I don't think so as we were walking on a shady forest track in the cool of the morning. The vet wondered about the possibility of a reaction to an insect bite. We were even considering the possibility of a small snake bite at the time, but she was leashed and surely I would have seen something. Also she has now recovered well after being on a drip for fluids at the vet for the day. Another possibility was the ingestion of something toxic. The vet considered Addisons I think because of the very low heart rate. So I'm still waiting for results of the blood test to hopefully exclude that.


----------



## Charmed (Aug 4, 2014)

I hope you get good results soon. Sailor has tested as borderline Addison's since he was six months old. He has had only one bad episode... much like you described. He started throwing up, so I rushed him outside, and it was definitely where he needed to be. He walked around like he was drunk, stumbling into the chain link fence, and then jerking his head away from it. I, too, took him to the vet. He recovered over a two hour period and again his test results were borderline for Addison's. They went ahead and gave him a steroid shot which really perked him up. The only thing different that he had that day was a bully stick from Costco. Just in case, I threw the bag away. That was over three years ago, and he has been fine since. It will be a relief to find out what is going on with your pup. Please let us know.


----------



## Tamika (Jan 7, 2018)

Charmed said:


> I hope you get good results soon. Sailor has tested as borderline Addison's since he was six months old. He has had only one bad episode... much like you described. He started throwing up, so I rushed him outside, and it was definitely where he needed to be. He walked around like he was drunk, stumbling into the chain link fence, and then jerking his head away from it. I, too, took him to the vet.

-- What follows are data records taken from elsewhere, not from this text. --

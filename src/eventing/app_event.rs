//! AppEvent - Application Event Enum
//!
//! Intents raised by views and tables, applied to the store entities.

use chrono::{DateTime, Local};

use crate::i18n::Locale;
use crate::state::deals_state::TableId;
use crate::state::edit_state::CellValue;
use crate::state::notice_state::NoticeLevel;

/// Application events for view -> store communication
#[derive(Debug, Clone)]
pub enum AppEvent {
    /// A table proposed a new selection
    SelectionChanged { table: TableId, ids: Vec<String> },

    /// A cell was edited
    RowUpdated {
        table: TableId,
        row_id: String,
        key: String,
        value: CellValue,
    },

    /// A row delete was requested
    RowDeleted { table: TableId, row_id: String },

    /// User-facing notice
    Notice {
        level: NoticeLevel,
        message: String,
        timestamp: DateTime<Local>,
    },

    /// Locale switched
    LocaleChanged { locale: Locale },
}

impl AppEvent {
    /// Create a notice event with current timestamp
    pub fn notice(level: NoticeLevel, message: impl Into<String>) -> Self {
        Self::Notice {
            level,
            message: message.into(),
            timestamp: Local::now(),
        }
    }

    /// Create a success notice
    pub fn success(message: impl Into<String>) -> Self {
        Self::notice(NoticeLevel::Success, message)
    }
}
//! i18n - Internationalization Module
//!
//! Provides simple translation functions using HashMap-based lookups.

use std::collections::HashMap;
use std::sync::OnceLock;

use gpui::SharedString;
use serde::{Deserialize, Serialize};

/// Supported locales
#[derive(Debug, Clone, Copy, PartialEq, Eq, Hash, Default, Serialize, Deserialize)]
pub enum Locale {
    /// English (US)
    #[default]
    #[serde(rename = "en-US")]
    EnUS,
    /// Spanish (Spain)
    #[serde(rename = "es-ES")]
    EsES,
}

impl Locale {
    /// Get display name
    pub fn display_name(&self) -> &'static str {
        match self {
            Locale::EnUS => "English",
            Locale::EsES => "Español",
        }
    }

    /// The other supported locale
    pub fn toggled(self) -> Self {
        match self {
            Locale::EnUS => Locale::EsES,
            Locale::EsES => Locale::EnUS,
        }
    }

    /// Map a language tag such as `es-MX` or `en` onto a supported locale
    pub fn from_tag(tag: &str) -> Self {
        let lang = tag.split(['-', '_']).next().unwrap_or_default();
        if lang.eq_ignore_ascii_case("es") {
            Locale::EsES
        } else {
            Locale::EnUS
        }
    }

    /// Detect the locale from the operating system
    pub fn detect() -> Self {
        Self::from_tag(&locale_config::Locale::current().to_string())
    }
}

/// Translation resources
static TRANSLATIONS: OnceLock<HashMap<&'static str, (&'static str, &'static str)>> = OnceLock::new();

/// Initialize translations (key -> (en, es))
fn init_translations() -> HashMap<&'static str, (&'static str, &'static str)> {
    let mut map = HashMap::new();

    // App
    map.insert("app-title", ("DealDesk", "DealDesk"));
    map.insert("app-subtitle", ("Transaction workspace", "Espacio de operaciones"));

    // Sections
    map.insert("section-deals", ("Transactions", "Operaciones"));
    map.insert("section-documents", ("Documents", "Documentos"));
    map.insert("section-parties", ("Parties", "Partes"));
    map.insert("section-commission", ("Commission split", "Reparto de comisión"));

    // Deal columns
    map.insert("col-address", ("Address", "Dirección"));
    map.insert("col-type", ("Type", "Tipo"));
    map.insert("col-status", ("Status", "Estado"));
    map.insert("col-price", ("Price", "Precio"));
    map.insert("col-closing-date", ("Closing date", "Fecha de cierre"));
    map.insert("col-agent", ("Agent", "Agente"));

    // Document columns
    map.insert("col-document", ("Document", "Documento"));
    map.insert("col-category", ("Category", "Categoría"));
    map.insert("col-uploaded", ("Uploaded", "Subido"));
    map.insert("col-size", ("Size (KB)", "Tamaño (KB)"));

    // Party columns
    map.insert("col-name", ("Name", "Nombre"));
    map.insert("col-role", ("Role", "Rol"));
    map.insert("col-email", ("Email", "Correo"));
    map.insert("col-phone", ("Phone", "Teléfono"));

    // Commission columns
    map.insert("col-recipient", ("Recipient", "Beneficiario"));
    map.insert("col-percent", ("Percent", "Porcentaje"));
    map.insert("col-amount", ("Amount", "Importe"));

    // Table
    map.insert("table-no-data", ("No data", "Sin datos"));
    map.insert("table-sorted-by", ("Sorted by", "Ordenado por"));
    map.insert("table-asc", ("ascending", "ascendente"));
    map.insert("table-desc", ("descending", "descendente"));
    map.insert("table-clear-selection", ("Clear Selection", "Borrar selección"));
    map.insert("table-selection-cleared", ("Selection cleared", "Selección borrada"));
    map.insert("table-rows-selected", ("{count} row(s) selected", "{count} fila(s) seleccionada(s)"));
    map.insert("table-new-entry", ("Add a new entry...", "Añadir una entrada..."));
    map.insert("table-total", ("Total", "Total"));

    // Notices
    map.insert("notice-title", ("Notices", "Avisos"));
    map.insert("notice-clear", ("Clear", "Borrar"));
    map.insert("notice-row-deleted", ("Row deleted", "Fila eliminada"));
    map.insert("notice-invalid-number", ("Invalid number", "Número no válido"));

    map
}

/// Get translations
fn translations() -> &'static HashMap<&'static str, (&'static str, &'static str)> {
    TRANSLATIONS.get_or_init(init_translations)
}

/// Translate a key
pub fn t(locale: Locale, key: &str) -> SharedString {
    if let Some(&(en, es)) = translations().get(key) {
        match locale {
            Locale::EnUS => SharedString::from(en),
            Locale::EsES => SharedString::from(es),
        }
    } else {
        // Fallback: return the key itself
        SharedString::from(key.to_string())
    }
}
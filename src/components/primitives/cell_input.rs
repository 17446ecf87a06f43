//! CellInput Component
//!
//! Input-styled cell for the editable table when it is not being edited.
//! A click hands the cell to the table, which swaps in a live input.

use gpui::{
    App, ClickEvent, ElementId, InteractiveElement, IntoElement, ParentElement, RenderOnce,
    SharedString, StatefulInteractiveElement, Styled, Window, div, px,
};

use crate::constants::EDITABLE_ROW_HEIGHT;
use crate::theme::colors::DeskColors;

/// A single editable cell
#[derive(IntoElement)]
pub struct CellInput {
    id: ElementId,
    value: SharedString,
    placeholder: SharedString,
    disabled: bool,
    on_click: Option<Box<dyn Fn(&ClickEvent, &mut Window, &mut App) + 'static>>,
}

impl CellInput {
    pub fn new(id: impl Into<ElementId>) -> Self {
        Self {
            id: id.into(),
            value: SharedString::default(),
            placeholder: SharedString::default(),
            disabled: false,
            on_click: None,
        }
    }

    pub fn value(mut self, value: impl Into<SharedString>) -> Self {
        self.value = value.into();
        self
    }

    pub fn placeholder(mut self, placeholder: impl Into<SharedString>) -> Self {
        self.placeholder = placeholder.into();
        self
    }

    pub fn disabled(mut self, disabled: bool) -> Self {
        self.disabled = disabled;
        self
    }

    /// Text to draw and whether it is the placeholder
    fn shown(&self) -> (SharedString, bool) {
        if self.value.is_empty() {
            (self.placeholder.clone(), true)
        } else {
            (self.value.clone(), false)
        }
    }

    /// Set the handler that focuses this cell
    pub fn on_click(mut self, handler: impl Fn(&ClickEvent, &mut Window, &mut App) + 'static) -> Self {
        self.on_click = Some(Box::new(handler));
        self
    }
}

impl RenderOnce for CellInput {
    fn render(self, _window: &mut Window, _cx: &mut App) -> impl IntoElement {
        let (display_text, is_placeholder) = self.shown();
        let text_color = if is_placeholder {
            DeskColors::input_placeholder()
        } else {
            DeskColors::text_primary()
        };

        let bg = if self.disabled {
            DeskColors::input_disabled_bg()
        } else {
            DeskColors::input_bg()
        };

        let mut element = div()
            .id(self.id)
            .h(px(EDITABLE_ROW_HEIGHT))
            .w_full()
            .px_3()
            .flex()
            .items_center()
            .bg(bg)
            .border_1()
            .border_color(DeskColors::input_border())
            .rounded_md()
            .text_color(text_color)
            .text_sm()
            .overflow_hidden()
            .child(display_text);

        if self.disabled {
            element = element.opacity(0.5);
        } else {
            element = element.cursor_text();
            if let Some(handler) = self.on_click {
                element = element.on_click(handler);
            }
        }

        element
    }
}

#[cfg(test)]
mod tests {
    use super::*;

    #[test]
    fn test_placeholder_only_when_empty() {
        let empty = CellInput::new("cell").placeholder("Add a new entry...");
        assert_eq!(empty.shown(), ("Add a new entry...".into(), true));

        let filled = CellInput::new("cell").value("Jordan").placeholder("Add a new entry...");
        assert_eq!(filled.shown(), ("Jordan".into(), false));
    }
}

He recovered over a two hour period and again his test results were borderline for Addison's. They went ahead and gave him a steroid shot which really perked him up. The only thing different that he had that day was a bully stick from Costco. Just in case, I threw the bag away. That was over three years ago, and he has been fine since. It will be a relief to find out what is going on with your pup. Please let us know.


I'm sorry to hear about Sailor. I hope it does not progress and he stays healthy. Your description is similar to what happened to Pumpkin except she suddenly pooped as well. When I got her home she couldn't stand up and was whimpering a little which I'm guessing indicated she was in some pain. The only other longshot idea I had was whether it could be gastro or food poisoning (not sure about that low heart rate though). I've thrown away the remainder of the batch of food I was feeding her just in case.


----------



## Charmed (Aug 4, 2014)

When I said "so I rushed him outside, and it was definitely where he needed to be."... I meant that he had horrible diarrhea. Have you heard anything yet?


----------



## Vita (Sep 23, 2017)

Tamika, how is Pumpkin? My prayers are with you both. 
-Vita


----------



## Tamika (Jan 7, 2018)

Vita said:


> Tamika, how is Pumpkin? My prayers are with you both.
> -Vita


I've just received the results of the ACTH test. Yay - it does not show Addisons!!! I know the vet said previously that no test is 100%, but its good enough for me. She is fine and bouncy at the moment so I just hope it was a 'one of' reaction to something - still don't know what. Vet thinks maybe a bite of some sort. If that is the case and if it happens again an epipen could be an option. Anyway it was good of the vet to consider Addisons straight away as I know some dogs don't get diagnosed for a long time. 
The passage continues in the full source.